use crate::error::{RenameError, Result};
use exif::{In, Reader, Tag, Value};
use std::fs::File;
use std::io::BufReader;
use std::path::Path;

/// Source of the "original capture" date/time tag of an image.
pub trait CaptureTimestampReader {
    /// Raw value of the capture timestamp field, or `None` when the file
    /// carries no such field.
    fn read_capture_timestamp(&self, path: &Path) -> Result<Option<String>>;
}

/// Reads `DateTimeOriginal` from the primary IFD with kamadak-exif.
#[derive(Debug, Clone, Copy, Default)]
pub struct ExifCaptureReader;

impl CaptureTimestampReader for ExifCaptureReader {
    fn read_capture_timestamp(&self, path: &Path) -> Result<Option<String>> {
        let file = File::open(path).map_err(|err| metadata_error(path, err))?;
        let mut buf = BufReader::new(file);
        let exif = match Reader::new().read_from_container(&mut buf) {
            Ok(exif) => exif,
            Err(exif::Error::NotFound(_)) => return Ok(None),
            Err(err) => return Err(metadata_error(path, err)),
        };

        Ok(exif
            .get_field(Tag::DateTimeOriginal, In::PRIMARY)
            .and_then(|field| ascii_value(&field.value)))
    }
}

fn ascii_value(value: &Value) -> Option<String> {
    match value {
        Value::Ascii(parts) => parts
            .first()
            .map(|raw| String::from_utf8_lossy(raw).into_owned()),
        _ => None,
    }
}

fn metadata_error(path: &Path, err: impl std::fmt::Display) -> RenameError {
    RenameError::MetadataRead {
        path: path.to_path_buf(),
        message: err.to_string(),
    }
}

#[cfg(test)]
mod tests {
    use super::*;
    use std::fs;
    use tempfile::tempdir;

    #[test]
    fn ascii_value_takes_first_string() {
        let value = Value::Ascii(vec![b"2023:06:15 14:22:33".to_vec()]);
        assert_eq!(ascii_value(&value).as_deref(), Some("2023:06:15 14:22:33"));
        assert_eq!(ascii_value(&Value::Ascii(Vec::new())), None);
        assert_eq!(ascii_value(&Value::Short(vec![1])), None);
    }

    #[test]
    fn missing_file_is_a_metadata_error() {
        let temp = tempdir().expect("tempdir");
        let err = ExifCaptureReader
            .read_capture_timestamp(&temp.path().join("missing.jpg"))
            .expect_err("missing file must fail");
        assert!(matches!(err, RenameError::MetadataRead { .. }));
    }

    /// Little-endian TIFF with IFD0 pointing at an Exif IFD that holds a
    /// single ASCII `DateTimeOriginal`.
    fn tiff_with_capture_time(value: &[u8; 19]) -> Vec<u8> {
        let mut tiff = Vec::new();
        tiff.extend_from_slice(b"II");
        tiff.extend_from_slice(&42u16.to_le_bytes());
        tiff.extend_from_slice(&8u32.to_le_bytes());

        // IFD0 at 8: one entry, ExifIFDPointer -> 26
        tiff.extend_from_slice(&1u16.to_le_bytes());
        tiff.extend_from_slice(&0x8769u16.to_le_bytes());
        tiff.extend_from_slice(&4u16.to_le_bytes());
        tiff.extend_from_slice(&1u32.to_le_bytes());
        tiff.extend_from_slice(&26u32.to_le_bytes());
        tiff.extend_from_slice(&0u32.to_le_bytes());

        // Exif IFD at 26: DateTimeOriginal, 20 ASCII bytes at 44
        tiff.extend_from_slice(&1u16.to_le_bytes());
        tiff.extend_from_slice(&0x9003u16.to_le_bytes());
        tiff.extend_from_slice(&2u16.to_le_bytes());
        tiff.extend_from_slice(&20u32.to_le_bytes());
        tiff.extend_from_slice(&44u32.to_le_bytes());
        tiff.extend_from_slice(&0u32.to_le_bytes());

        tiff.extend_from_slice(value);
        tiff.push(0);
        tiff
    }

    fn jpeg_with_capture_time(value: &[u8; 19]) -> Vec<u8> {
        let tiff = tiff_with_capture_time(value);
        let segment_len = u16::try_from(2 + 6 + tiff.len()).expect("segment length");

        let mut jpeg = vec![0xFF, 0xD8, 0xFF, 0xE1];
        jpeg.extend_from_slice(&segment_len.to_be_bytes());
        jpeg.extend_from_slice(b"Exif\0\0");
        jpeg.extend_from_slice(&tiff);
        jpeg.extend_from_slice(&[0xFF, 0xD9]);
        jpeg
    }

    #[test]
    fn reads_date_time_original_from_jpeg() {
        let temp = tempdir().expect("tempdir");
        let path = temp.path().join("camera.jpg");
        fs::write(&path, jpeg_with_capture_time(b"2019:07:08 09:10:11")).expect("write jpeg");

        let raw = ExifCaptureReader
            .read_capture_timestamp(&path)
            .expect("readable exif");
        assert_eq!(raw.as_deref(), Some("2019:07:08 09:10:11"));
    }

    #[test]
    fn jpeg_without_exif_has_no_timestamp() {
        let temp = tempdir().expect("tempdir");
        let path = temp.path().join("plain.jpg");
        fs::write(&path, [0xFF, 0xD8, 0xFF, 0xDA, 0x00, 0x02, 0xFF, 0xD9]).expect("write jpeg");

        let raw = ExifCaptureReader
            .read_capture_timestamp(&path)
            .expect("absent exif is not an error");
        assert_eq!(raw, None);
    }

    #[test]
    fn non_image_bytes_do_not_yield_a_timestamp() {
        let temp = tempdir().expect("tempdir");
        let path = temp.path().join("fake.jpg");
        fs::write(&path, b"not really a jpeg").expect("write fake");
        let result = ExifCaptureReader.read_capture_timestamp(&path);
        assert!(!matches!(result, Ok(Some(_))));
    }
}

************

[What the task requires]
Work out how many lines of the data include the word "RenameError", and write that number alone.

[Response to the exercise]
4